Changes in Lymphocyte Count Induced by Repeated Cycles with Low-Dose Interleukin-2 and Interferon-α in 146 Patients with Renal Cell Carcinoma

Abstract

The exact mechanism by which recombinant interleukine-2 and interferon-α modulate the immunological response, inducing long-term responses in metastatic renal cell carcinoma, is still not clear. The aim of the study was to analyze the modifications in peripheral blood lymphocytes during cycles of low-dose immunotherapy as a marker of the biological response to the treatment in 146 patients with renal cell carcinoma (advanced and localized disease). Peripheral blood lymphocytes were evaluated before and after every cycle of treatment. We found a statistically significant overall difference between pre- and post-cycle values (mean increase of 39%).
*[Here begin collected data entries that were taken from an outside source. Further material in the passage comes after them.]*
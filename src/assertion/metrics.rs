use std::fmt;
use std::sync::Arc;

use itertools::Itertools;

use super::response::Logic;
use crate::metrics::MetricsSnapshot;

/// A predicate over an aggregate metrics snapshot.
#[derive(Clone)]
pub enum MetricsAssertion {
    /// Throughput is at least this many requests per second.
    ThroughputAtLeast(f64),
    /// Average response time is at most this many milliseconds.
    AvgResponseTimeUnder(f64),
    /// Maximum response time is at most this many milliseconds.
    MaxResponseTimeUnder(f64),
    /// Error rate is at most this percentage.
    ErrorRateBelow(f64),
    /// Success rate is at least this percentage.
    SuccessRateAtLeast(f64),
    /// At least this many requests were processed.
    TotalRequestsAtLeast(u64),
    Custom { check: Arc<dyn Fn(&MetricsSnapshot) -> bool + Send + Sync>, message: String },
}

impl fmt::Debug for MetricsAssertion {
    fn fmt(&self, f: &mut fmt::Formatter<'_>) -> fmt::Result {
        match self {
            Self::ThroughputAtLeast(rps) => write!(f, "ThroughputAtLeast({rps})"),
            Self::AvgResponseTimeUnder(ms) => write!(f, "AvgResponseTimeUnder({ms}ms)"),
            Self::MaxResponseTimeUnder(ms) => write!(f, "MaxResponseTimeUnder({ms}ms)"),
            Self::ErrorRateBelow(pct) => write!(f, "ErrorRateBelow({pct}%)"),
            Self::SuccessRateAtLeast(pct) => write!(f, "SuccessRateAtLeast({pct}%)"),
            Self::TotalRequestsAtLeast(n) => write!(f, "TotalRequestsAtLeast({n})"),
            Self::Custom { message, .. } => write!(f, "Custom({message:?})"),
        }
    }
}

pub fn throughput_at_least(min_rps: f64) -> MetricsAssertion {
    MetricsAssertion::ThroughputAtLeast(min_rps)
}

pub fn avg_response_time_under(max_ms: f64) -> MetricsAssertion {
    MetricsAssertion::AvgResponseTimeUnder(max_ms)
}

pub fn max_response_time_under(max_ms: f64) -> MetricsAssertion {
    MetricsAssertion::MaxResponseTimeUnder(max_ms)
}

pub fn error_rate_below(max_pct: f64) -> MetricsAssertion {
    MetricsAssertion::ErrorRateBelow(max_pct)
}

pub fn success_rate_at_least(min_pct: f64) -> MetricsAssertion {
    MetricsAssertion::SuccessRateAtLeast(min_pct)
}

pub fn total_requests_at_least(min: u64) -> MetricsAssertion {
    MetricsAssertion::TotalRequestsAtLeast(min)
}

pub fn custom_metrics(
    check: impl Fn(&MetricsSnapshot) -> bool + Send + Sync + 'static,
    message: impl Into<String>,
) -> MetricsAssertion {
    MetricsAssertion::Custom { check: Arc::new(check), message: message.into() }
}

impl MetricsAssertion {
    pub fn check(&self, snapshot: &MetricsSnapshot) -> bool {
        match self {
            Self::ThroughputAtLeast(min_rps) => snapshot.requests_per_second >= *min_rps,
            Self::AvgResponseTimeUnder(max_ms) => snapshot.avg_response_time_ms <= *max_ms,
            Self::MaxResponseTimeUnder(max_ms) => {
                snapshot.max_response_time_us as f64 / 1000.0 <= *max_ms
            }
            Self::ErrorRateBelow(max_pct) => snapshot.error_rate() <= *max_pct,
            Self::SuccessRateAtLeast(min_pct) => snapshot.success_rate() >= *min_pct,
            Self::TotalRequestsAtLeast(min) => snapshot.total_requests >= *min,
            Self::Custom { check, .. } => check(snapshot),
        }
    }

    pub fn failure_message(&self, snapshot: &MetricsSnapshot) -> String {
        match self {
            Self::ThroughputAtLeast(min_rps) => format!(
                "throughput {:.2} rps is below minimum {min_rps} rps",
                snapshot.requests_per_second
            ),
            Self::AvgResponseTimeUnder(max_ms) => format!(
                "average response time {:.2}ms exceeds limit {max_ms}ms",
                snapshot.avg_response_time_ms
            ),
            Self::MaxResponseTimeUnder(max_ms) => format!(
                "maximum response time {:.2}ms exceeds limit {max_ms}ms",
                snapshot.max_response_time_us as f64 / 1000.0
            ),
            Self::ErrorRateBelow(max_pct) => {
                format!("error rate {:.2}% exceeds limit {max_pct}%", snapshot.error_rate())
            }
            Self::SuccessRateAtLeast(min_pct) => format!(
                "success rate {:.2}% is below minimum {min_pct}%",
                snapshot.success_rate()
            ),
            Self::TotalRequestsAtLeast(min) => {
                format!("total requests {} is below minimum {min}", snapshot.total_requests)
            }
            Self::Custom { message, .. } => {
                if message.is_empty() {
                    "custom metrics assertion failed".into()
                } else {
                    message.clone()
                }
            }
        }
    }
}

/// Combines aggregate predicates with AND/OR logic.
#[derive(Debug, Clone, Default)]
pub struct MetricsAssertionGroup {
    pub logic: Logic,
    assertions: Vec<MetricsAssertion>,
}

impl MetricsAssertionGroup {
    pub fn all() -> Self {
        Self { logic: Logic::And, assertions: Vec::new() }
    }

    pub fn any() -> Self {
        Self { logic: Logic::Or, assertions: Vec::new() }
    }

    pub fn add(mut self, assertion: MetricsAssertion) -> Self {
        self.assertions.push(assertion);
        self
    }

    pub fn check_all(&self, snapshot: &MetricsSnapshot) -> super::GroupOutcome {
        let mut failures = Vec::new();
        let mut passed_count = 0usize;
        for assertion in &self.assertions {
            if assertion.check(snapshot) {
                passed_count += 1;
            } else {
                failures.push(assertion.failure_message(snapshot));
            }
        }
        let passed = match self.logic {
            Logic::And => failures.is_empty(),
            Logic::Or => passed_count > 0 || self.assertions.is_empty(),
        };
        super::GroupOutcome { passed, logic: self.logic, failures }
    }

    pub fn report(&self, snapshot: &MetricsSnapshot) -> String {
        let outcome = self.check_all(snapshot);
        if outcome.passed {
            return String::new();
        }
        std::iter::once("performance assertion group failed:".to_owned())
            .chain(outcome.failures.iter().enumerate().map(|(i, m)| format!("  {}. {m}", i + 1)))
            .join("\n")
    }
}

/// Run aggregate predicates, collecting failure messages. With `fail_fast`
/// the first failure stops evaluation.
pub fn run_metrics_assertions(
    snapshot: &MetricsSnapshot,
    assertions: &[MetricsAssertion],
    fail_fast: bool,
) -> (bool, Vec<String>) {
    let mut failures = Vec::new();
    for assertion in assertions {
        if !assertion.check(snapshot) {
            failures.push(assertion.failure_message(snapshot));
            if fail_fast {
                break;
            }
        }
    }
    (failures.is_empty(), failures)
}
//! Open-loop worker pool.
//!
//! A fixed set of workers drains a bounded request queue and feeds every
//! outcome to the engine's metrics aggregator; responses are not returned.
//! Closed-loop execution goes through [`Engine::run_scenario`] or
//! [`Engine::execute`] instead.

use std::sync::Arc;

use tokio::task::JoinSet;
use tokio_util::sync::CancellationToken;

use crate::engine::Engine;
use crate::error::{Error, Result};
use crate::request::Request;

pub struct WorkerPool {
    tx: flume::Sender<Request>,
    rx: flume::Receiver<Request>,
    cancel: CancellationToken,
    workers: JoinSet<()>,
}

impl WorkerPool {
    /// Spawn `worker_count` workers over a queue of `2 × max_connections`
    /// descriptors, both taken from the engine's config.
    pub fn new(engine: Arc<Engine>) -> Self {
        let config = engine.config();
        let (tx, rx) = flume::bounded(config.max_connections * 2);
        let cancel = CancellationToken::new();
        let mut workers = JoinSet::new();

        for worker_id in 0..config.worker_count {
            let engine = Arc::clone(&engine);
            let rx = rx.clone();
            let cancel = cancel.clone();
            workers.spawn(async move {
                loop {
                    tokio::select! {
                        biased;
                        _ = cancel.cancelled() => break,
                        request = rx.recv_async() => match request {
                            Ok(request) => {
                                // Transport failures are already folded into
                                // the metrics; only unattemptable requests
                                // surface here.
                                if let Err(err) = engine.execute(&request).await {
                                    tracing::warn!(worker_id, %err, "dropped request");
                                }
                            }
                            Err(_) => break,
                        },
                    }
                }
                tracing::debug!(worker_id, "worker exited");
            });
        }

        Self { tx, rx, cancel, workers }
    }

    /// Queue one descriptor without blocking. A full queue is back-pressure:
    /// the caller retries or backs off.
    pub fn enqueue(&self, request: Request) -> Result<()> {
        self.tx.try_send(request).map_err(|e| match e {
            flume::TrySendError::Full(_) => {
                Error::CapacityExceeded("request queue is full".into())
            }
            flume::TrySendError::Disconnected(_) => {
                Error::NotConnected("worker pool is shut down".into())
            }
        })
    }

    pub fn queue_len(&self) -> usize {
        self.rx.len()
    }

    /// Broadcast shutdown: workers finish their in-flight descriptor
    /// (bounded by its timeout) and exit; queued descriptors are dropped.
    pub async fn shutdown(mut self) {
        self.cancel.cancel();
        drop(self.tx);
        while let Some(res) = self.workers.join_next().await {
            if let Err(err) = res {
                tracing::warn!(%err, "worker panicked");
            }
        }
    }
}

#[cfg(test)]
mod tests {
    use super::*;
    use crate::engine::EngineConfig;
    use std::time::Duration;

    fn small_engine() -> Arc<Engine> {
        Arc::new(Engine::new(EngineConfig { max_connections: 2, worker_count: 2 }).unwrap())
    }

    #[tokio::test]
    async fn test_full_queue_fails_fast() {
        // Zero workers: nothing drains the queue.
        let engine =
            Arc::new(Engine::new(EngineConfig { max_connections: 2, worker_count: 0 }).unwrap());
        let pool = WorkerPool::new(Arc::clone(&engine));

        for _ in 0..4 {
            pool.enqueue(Request::get("http://127.0.0.1:1/")).unwrap();
        }
        let err = pool.enqueue(Request::get("http://127.0.0.1:1/")).unwrap_err();
        assert!(matches!(err, Error::CapacityExceeded(_)));
        pool.shutdown().await;
    }

    #[tokio::test]
    async fn test_workers_drain_into_metrics() {
        let engine = small_engine();
        let pool = WorkerPool::new(Arc::clone(&engine));

        for _ in 0..3 {
            pool.enqueue(
                Request::get("http://127.0.0.1:1/").with_timeout(Duration::from_millis(200)),
            )
            .unwrap();
        }

        // Unreachable target: every request fails quickly but is credited.
        tokio::time::timeout(Duration::from_secs(5), async {
            while engine.metrics().total_requests < 3 {
                tokio::time::sleep(Duration::from_millis(20)).await;
            }
        })
        .await
        .expect("workers should drain the queue");

        let snap = engine.metrics();
        assert_eq!(snap.total_requests, 3);
        assert_eq!(snap.failed_requests, 3);
        pool.shutdown().await;
    }

    #[tokio::test]
    async fn test_enqueue_after_shutdown() {
        let engine = small_engine();
        let pool = WorkerPool::new(Arc::clone(&engine));
        let tx = pool.tx.clone();
        pool.shutdown().await;
        // The queue is disconnected once workers are gone and the pool sender
        // is dropped.
        assert!(tx.try_send(Request::get("http://x/")).is_err());
    }
}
The differences between pre- and post-cycle lymphocyte counts for each cycle were significant. Also, the post-cycle lymphocyte count of each cycle remained higher than the baseline value. Furthermore, pre-cycle lymphocyte counts of each cycle were still higher than the baseline value, with no difference between a pre-cycle lymphocyte mean value and the other one (except that between the first and second cycle). From the end of each cycle, but before starting the next one, the absolute value of lymphocytes fell on the average by 15-30%, concurring with the fact that, even starting from pre-cycle values higher than baseline, the immune system remains sensitive to chronically repeated stimulation by immunotherapy. We also found that non-metastatic patients had a higher number of peripheral blood lymphocytes than metastatic patients, whereas the latter had a lower immune response to therapy. The results support the idea that "maintenance" immunotherapy may not develop resistance over time in terms of biological response and thus may have a role as chronic therapy in combination with other drugs such as target therapy. We suppose that the immune system of patients with metastases is in a state of relative impairment, resulting in less sensitivity to immunostimulating agents.